As a long term resident of Singapore I’ve been a champion of western companies, mainly Canadian, making the strategic choice to capitalize on trade and investment opportunities in the ASEAN region.

The combination of U.S.-China trade frictions, and the recent outbreak of the Coronavirus and subsequent disruption to the Chinese economy and global supply chain give cause to more deeply evaluate Asia market entry and development strategies.

At the time of the first severe infectious disease to emerge in the 21st century, the SARS outbreak in 2003, the Chinese economy looked like this:

  • Economy $1,670b
  • Trade $851b
  • Exports $438b
  • Imports $413b
  • Balance + $70b
  • Inward FDI $53b

Nearly two decades later the numbers had grown to:

  • Economy $13,608b
  • Trade $5,084b
  • Exports $2,494b
  • Imports $2,135b
  • Balance + $179b
  • Inward FDI was $203b

Over the past 17 years, China has soared as Asia’s primary investment, trade and development target. It has rapidly evolved from the low cost, low value global factory floor to a value-added manufacturing nation and primary supply partner of intermediary, consumer and capital goods to many companies across a wide range of global vertical markets.

The COVID-19 outbreak of 2020 should be a red flag of vulnerability to companies that may have an over-concentration and over-dependence on China as a market to sell goods and services and as a single source supply partner.

China 2003-10 manufactured goods graphic
China 2003/18 trade comparisons of manufactured goods – excludes raw materials (source WITF)

Regional and global disruption

The COVID-19 virus will adversely affect small to midsize businesses to fortune 200 multinationals alike without prejudice and discretion.

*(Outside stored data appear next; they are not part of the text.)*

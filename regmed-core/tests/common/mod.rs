//! A small interpreter over the instruction model, used to execute
//! instrumented blocks and check that application semantics survive
//! instrumentation. Memory is a sparse byte map, except that
//! addresses inside the published SIMD block window resolve to the
//! slot store, the way generated code reaches it through the hidden
//! pointer.

#![allow(dead_code)]

use std::collections::BTreeMap;

use regmed_core::SlotStore;
use regmed_isa::{AFlags, Cc, Instr, InstrList, MachineContext, MemRef, Opcode, Opnd, Width};

pub struct Machine {
    pub ctx: MachineContext,
    mem: BTreeMap<u64, u8>,
}

impl Default for Machine {
    fn default() -> Self {
        Self::new()
    }
}

impl Machine {
    pub fn new() -> Self {
        Self {
            ctx: MachineContext::default(),
            mem: BTreeMap::new(),
        }
    }

    /// Execute the whole list.
    pub fn run(&mut self, list: &InstrList, slots: &mut SlotStore) {
        self.run_until(list, slots, list.len());
    }

    /// Execute instructions `0..stop`.
    pub fn run_until(&mut self, list: &InstrList, slots: &mut SlotStore, stop: usize) {
        self.run_range(list, slots, 0, stop);
    }

    /// Execute instructions `start..stop`.
    pub fn run_range(&mut self, list: &InstrList, slots: &mut SlotStore, start: usize, stop: usize) {
        for idx in start..stop {
            self.exec(list.at(idx), slots);
        }
    }

    pub fn poke_mem(&mut self, addr: u64, bytes: &[u8]) {
        for (i, b) in bytes.iter().enumerate() {
            self.mem.insert(addr + i as u64, *b);
        }
    }

    fn width_bits(width: Width) -> u32 {
        match width {
            Width::B1 => 8,
            Width::B2 => 16,
            Width::B4 => 32,
            _ => 64,
        }
    }

    fn mem_addr(&self, mem: &MemRef) -> u64 {
        let base = mem.base.map(|r| self.ctx.get_gpr(r)).unwrap_or(0);
        let index = mem
            .index
            .map(|r| self.ctx.get_gpr(r) * mem.scale as u64)
            .unwrap_or(0);
        base.wrapping_add(index).wrapping_add(mem.disp as i64 as u64)
    }

    fn read_opnd(&self, opnd: &Opnd, slots: &SlotStore) -> u64 {
        match opnd {
            Opnd::Imm(v) => *v as u64,
            Opnd::Tls(off) => slots.tls_read(*off),
            Opnd::Reg(r) => {
                let bits = Self::width_bits(r.width);
                let value = self.ctx.get_gpr(r.reg);
                if bits == 64 {
                    value
                } else {
                    value & ((1u64 << bits) - 1)
                }
            }
            Opnd::Mem(m) => {
                let addr = self.mem_addr(m);
                let mut value = 0u64;
                for i in (0..8u64).rev() {
                    value = (value << 8) | u64::from(self.read_byte(addr + i, slots));
                }
                value
            }
        }
    }

    fn write_opnd(&mut self, opnd: &Opnd, value: u64, slots: &mut SlotStore) {
        match opnd {
            Opnd::Imm(_) => {}
            Opnd::Tls(off) => slots.tls_write(*off, value),
            Opnd::Reg(r) => {
                let old = self.ctx.get_gpr(r.reg);
                let new = match r.width {
                    Width::B1 => (old & !0xff) | (value & 0xff),
                    Width::B2 => (old & !0xffff) | (value & 0xffff),
                    // Four-byte writes zero-extend.
                    Width::B4 => value & 0xffff_ffff,
                    _ => value,
                };
                self.ctx.set_gpr(r.reg, new);
            }
            Opnd::Mem(m) => {
                let addr = self.mem_addr(m);
                for i in 0..8u64 {
                    self.write_byte(addr + i, (value >> (8 * i)) as u8, slots);
                }
            }
        }
    }

    fn in_simd_block(&self, addr: u64, slots: &SlotStore) -> Option<(usize, usize)> {
        let base = slots.simd_block_base();
        let size = (slots.num_simd() * 64) as u64;
        if addr >= base && addr < base + size {
            let off = (addr - base) as usize;
            Some((off / 64, off % 64))
        } else {
            None
        }
    }

    fn read_byte(&self, addr: u64, slots: &SlotStore) -> u8 {
        if let Some((slot, off)) = self.in_simd_block(addr, slots) {
            return slots.simd_read(slot)[off];
        }
        self.mem.get(&addr).copied().unwrap_or(0)
    }

    fn write_byte(&mut self, addr: u64, byte: u8, slots: &mut SlotStore) {
        if let Some((slot, off)) = self.in_simd_block(addr, slots) {
            let mut bytes = *slots.simd_read(slot);
            bytes[off] = byte;
            slots.simd_write(slot, &bytes);
            return;
        }
        self.mem.insert(addr, byte);
    }

    fn read_simd16(&self, opnd: &Opnd, slots: &SlotStore) -> [u8; 16] {
        let mut out = [0u8; 16];
        match opnd {
            Opnd::Reg(r) => out.copy_from_slice(&self.ctx.get_simd(r.reg)[..16]),
            Opnd::Mem(m) => {
                let addr = self.mem_addr(m);
                for (i, b) in out.iter_mut().enumerate() {
                    *b = self.read_byte(addr + i as u64, slots);
                }
            }
            _ => {}
        }
        out
    }

    fn write_simd16(&mut self, opnd: &Opnd, bytes: [u8; 16], slots: &mut SlotStore) {
        match opnd {
            Opnd::Reg(r) => self.ctx.set_simd_lane(r.reg, &bytes),
            Opnd::Mem(m) => {
                let addr = self.mem_addr(m);
                for (i, b) in bytes.iter().enumerate() {
                    self.write_byte(addr + i as u64, *b, slots);
                }
            }
            _ => {}
        }
    }

    fn arith_flags(&mut self, width: Width, a: u64, b: u64, result: u64, carry: bool, sub: bool) {
        let bits = Self::width_bits(width);
        let mask = if bits == 64 { u64::MAX } else { (1u64 << bits) - 1 };
        let r = result & mask;
        let sign = 1u64 << (bits - 1);
        let mut flags = AFlags::NONE;
        if carry {
            flags |= AFlags::CF;
        }
        if r == 0 {
            flags |= AFlags::ZF;
        }
        if r & sign != 0 {
            flags |= AFlags::SF;
        }
        if (r & 0xff).count_ones() % 2 == 0 {
            flags |= AFlags::PF;
        }
        let b_eff = if sub { !b } else { b };
        if ((a ^ r) & (b_eff & mask ^ r)) & sign != 0 {
            flags |= AFlags::OF;
        }
        if ((a ^ b ^ r) & 0x10) != 0 {
            flags |= AFlags::AF;
        }
        self.ctx.set_aflags(flags);
    }

    fn cc_holds(&self, cc: Cc) -> bool {
        let f = self.ctx.aflags_set();
        match cc {
            Cc::E => f.contains(AFlags::ZF),
            Cc::Ne => !f.contains(AFlags::ZF),
            Cc::S => f.contains(AFlags::SF),
            Cc::Ns => !f.contains(AFlags::SF),
            Cc::O => f.contains(AFlags::OF),
            Cc::No => !f.contains(AFlags::OF),
            Cc::B => f.contains(AFlags::CF),
            Cc::Ae => !f.contains(AFlags::CF),
            _ => false,
        }
    }

    fn exec(&mut self, instr: &Instr, slots: &mut SlotStore) {
        match instr.opcode() {
            Opcode::Mov => {
                let value = self.read_opnd(&instr.srcs()[0], slots);
                self.write_opnd(&instr.dsts()[0].clone(), value, slots);
            }
            Opcode::MovSimd => {
                let bytes = self.read_simd16(&instr.srcs()[0], slots);
                self.write_simd16(&instr.dsts()[0].clone(), bytes, slots);
            }
            Opcode::Cmov(cc) => {
                if self.cc_holds(cc) {
                    let value = self.read_opnd(&instr.srcs()[0], slots);
                    self.write_opnd(&instr.dsts()[0].clone(), value, slots);
                }
            }
            Opcode::Add | Opcode::Adc | Opcode::Sub => {
                let dst = instr.dsts()[0].clone();
                let width = dst.as_reg().map(|r| r.width).unwrap_or(Width::B8);
                let bits = Self::width_bits(width);
                let mask = if bits == 64 { u64::MAX } else { (1u64 << bits) - 1 };
                let a = self.read_opnd(&dst, slots) & mask;
                let b = self.read_opnd(&instr.srcs()[0], slots) & mask;
                let carry_in = u64::from(
                    instr.opcode() == Opcode::Adc
                        && self.ctx.aflags_set().contains(AFlags::CF),
                );
                let (wide, sub) = match instr.opcode() {
                    Opcode::Sub => (a.wrapping_sub(b), true),
                    _ => (a.wrapping_add(b).wrapping_add(carry_in), false),
                };
                let result = wide & mask;
                let carry = if sub {
                    b > a
                } else {
                    (a as u128 + b as u128 + carry_in as u128) > mask as u128
                };
                self.arith_flags(width, a, b, result, carry, sub);
                self.write_opnd(&dst, result, slots);
            }
            Opcode::Cmp => {
                let a = self.read_opnd(&instr.srcs()[0], slots);
                let b = self.read_opnd(&instr.srcs()[1], slots);
                let result = a.wrapping_sub(b);
                self.arith_flags(Width::B8, a, b, result, b > a, true);
            }
            Opcode::Test => {
                let a = self.read_opnd(&instr.srcs()[0], slots);
                let b = self.read_opnd(&instr.srcs()[1], slots);
                let result = a & b;
                self.arith_flags(Width::B8, a, b, result, false, false);
                // Logical ops clear carry and overflow.
                let flags = self.ctx.aflags_set() - (AFlags::CF | AFlags::OF);
                self.ctx.set_aflags(flags);
            }
            Opcode::Xor => {
                let dst = instr.dsts()[0].clone();
                let a = self.read_opnd(&dst, slots);
                let b = self.read_opnd(&instr.srcs()[0], slots);
                let result = a ^ b;
                self.arith_flags(Width::B8, a, b, result, false, false);
                let flags = self.ctx.aflags_set() - (AFlags::CF | AFlags::OF);
                self.ctx.set_aflags(flags);
                self.write_opnd(&dst, result, slots);
            }
            Opcode::Inc | Opcode::Dec => {
                let dst = instr.dsts()[0].clone();
                let a = self.read_opnd(&dst, slots);
                let sub = instr.opcode() == Opcode::Dec;
                let result = if sub {
                    a.wrapping_sub(1)
                } else {
                    a.wrapping_add(1)
                };
                let saved_cf = self.ctx.aflags_set().contains(AFlags::CF);
                self.arith_flags(Width::B8, a, 1, result, false, sub);
                let mut flags = self.ctx.aflags_set() - AFlags::CF;
                if saved_cf {
                    flags |= AFlags::CF;
                }
                self.ctx.set_aflags(flags);
                self.write_opnd(&dst, result, slots);
            }
            Opcode::Lahf => {
                let byte = self.ctx.flags_to_byte();
                let rax = self.ctx.get_gpr(regmed_isa::Reg::Rax);
                self.ctx
                    .set_gpr(regmed_isa::Reg::Rax, (rax & !0xff00) | (u64::from(byte) << 8));
            }
            Opcode::Seto => {
                let of = self.ctx.overflow_byte();
                let rax = self.ctx.get_gpr(regmed_isa::Reg::Rax);
                self.ctx
                    .set_gpr(regmed_isa::Reg::Rax, (rax & !0xff) | u64::from(of));
            }
            Opcode::Sahf => {
                let ah = ((self.ctx.get_gpr(regmed_isa::Reg::Rax) >> 8) & 0xff) as u8;
                self.ctx.set_flags_from_byte(ah);
            }
            // Straight-line execution: transfers and system entries
            // are block terminators in these tests.
            Opcode::Jmp
            | Opcode::Jcc(_)
            | Opcode::Call
            | Opcode::Ret
            | Opcode::Syscall
            | Opcode::Int
            | Opcode::Nop => {}
        }
    }
}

SMEs make up more than 90% of the registered companies in China, and most expect to face a cash crisis in three months should the virus continue to choke the Chinese economy.

Apple recently reported it would fail to meet first quarter earning guidance due to “supply constraints” and the dramatic drop in Chinese shoppers during the virus crises. Analysts have estimated Chinese demand for smartphones may drop by half during the first quarter of 2020.

The domestic and global car and equipment industry is another sector that has been affected by disruption to its supply chain. Last week, the heavy equipment manufacturer JCB said it was cutting production in the UK because of a shortage of components from China.

Luxury brands which have previously shown great immunity against financial and economic shocks are also affected.  Forty-five percent of Burberry revenue comes from Chinese consumers and 40% of its retail outlets are closed due to the virus.

Retail big box and modern trade companies are particularly vulnerable to a prolonged supply disruption. Walmart, for example, sources 70% of its merchandise from China. Global stock exchanges are tumbling, countries are adjusting their economic forecasts, and publicly traded companies are revising their first quarter earnings guidance.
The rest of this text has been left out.